Chitobiose utilization in Borrelia burgdorferi is dually regulated by RpoD and RpoS

Borrelia burgdorferi has limited biosynthetic capabilities and must scavenge N-acetylglucosamine (GlcNAc), an essential component of the microbial cell wall, from the surrounding environment. Spirochetes cultured in the absence of free GlcNAc exhibit biphasic growth; however, addition of chitobiose (a dimer of GlcNAc) substitutes for free GlcNAc resulting in a single exponential phase. We evaluated the effect of RpoS and RpoN, the only alternative sigma factors in B. burgdorferi, on biphasic growth and chitobiose utilization in the absence of free GlcNAc. In addition, we investigated the source of GlcNAc in the second exponential phase.
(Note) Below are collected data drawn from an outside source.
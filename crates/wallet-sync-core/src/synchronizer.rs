//! Keeps a [`ConnectionState`] in step with an injected wallet and the
//! provider pair derived from it.
//!
//! The synchronizer performs no I/O scheduling of its own. A driver calls
//! [`Synchronizer::start`] once, then [`pump`](Synchronizer::pump) and
//! [`poll_block`](Synchronizer::poll_block) on every tick, runs the
//! [`BalanceRequest`]s it hands out wherever it likes and feeds the outcome
//! back through [`complete_balance`](Synchronizer::complete_balance).
//! Every completion is checked against the current state before it is
//! applied, so out-of-order or post-teardown results are dropped.

use alloy::primitives::{utils::format_ether, Address, U256};
use thiserror::Error;
use tracing::{debug, info, warn};

use crate::balance::{BalancePolicy, BalanceRequest, DEFAULT_BALANCE_UPDATE_INTERVAL};
use crate::domain::{ConnectionState, ProviderId, SignerHandle};
use crate::endpoints::{plan_endpoints, ConfigError, FallbackProvider};
use crate::networks::{network_name, parse_chain_id};
use crate::ports::{
    CandidateFactory, ChainReader, PortError, ProviderEventKind, SubscriptionId, WalletEvent,
    WalletGateway,
};
use crate::state_machine::{Applied, StateStore, Transition, TransitionError};

#[derive(Debug, Error)]
pub enum SyncError {
    #[error("configuration error: {0}")]
    Config(#[from] ConfigError),
    #[error("transition rejected: {0}")]
    Transition(#[from] TransitionError),
    #[error(transparent)]
    Port(#[from] PortError),
    #[error("synchronizer has been torn down")]
    Unmounted,
}

#[derive(Debug, Clone, PartialEq, Eq)]
pub struct SyncOptions {
    pub provider_urls: Vec<String>,
    pub polling_interval_ms: u64,
    pub balance_update_interval: u64,
}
Together these results suggest that RpoD and RpoS, but not RpoN, regulate biphasic growth and chitobiose utilization in B. burgdorferi by regulating the expression of the chitobiose transporter (chbC). The data also demonstrate that the second exponential phase observed in wild-type cells in the absence of free GlcNAc is not due to free chitobiose or GlcNAc oligomers present in the medium.

By comparing the growth of wild-type cells to insertional mutants for rpoS and rpoN we determined that RpoS, but not RpoN, partially regulates both biphasic growth and chitobiose utilization. The rpoS mutant, cultured in the absence of free GlcNAc, exhibited a significant delay in the ability to initiate a second exponential phase compared to the wild type and rpoS complemented mutant. Expression analysis of chbC, which encodes the membrane-spanning protein of the chitobiose phosphotransferase system, suggests the delay is due to the inability of the rpoS mutant to up regulate chbC. Furthermore, supplementing GlcNAc starved cultures with high concentrations (75 or 150 microM) of chitobiose resulted in biphasic growth of the rpoS mutant compared to a single exponential phase for the wild type and rpoS complemented mutant. In contrast, growth of the rpoN mutant under all conditions was similar to the wild type. 5' Rapid amplification of cDNA ends (5' RACE) revealed the transcriptional start site for chbC to be 42 bp upstream of the translational start site. Analysis of the chbC promoter region revealed homology to previously described RpoD and RpoS B. burgdorferi promoters. We also determined that yeastolate, a component of the growth medium (BSK-II), is not essential for second exponential phase growth.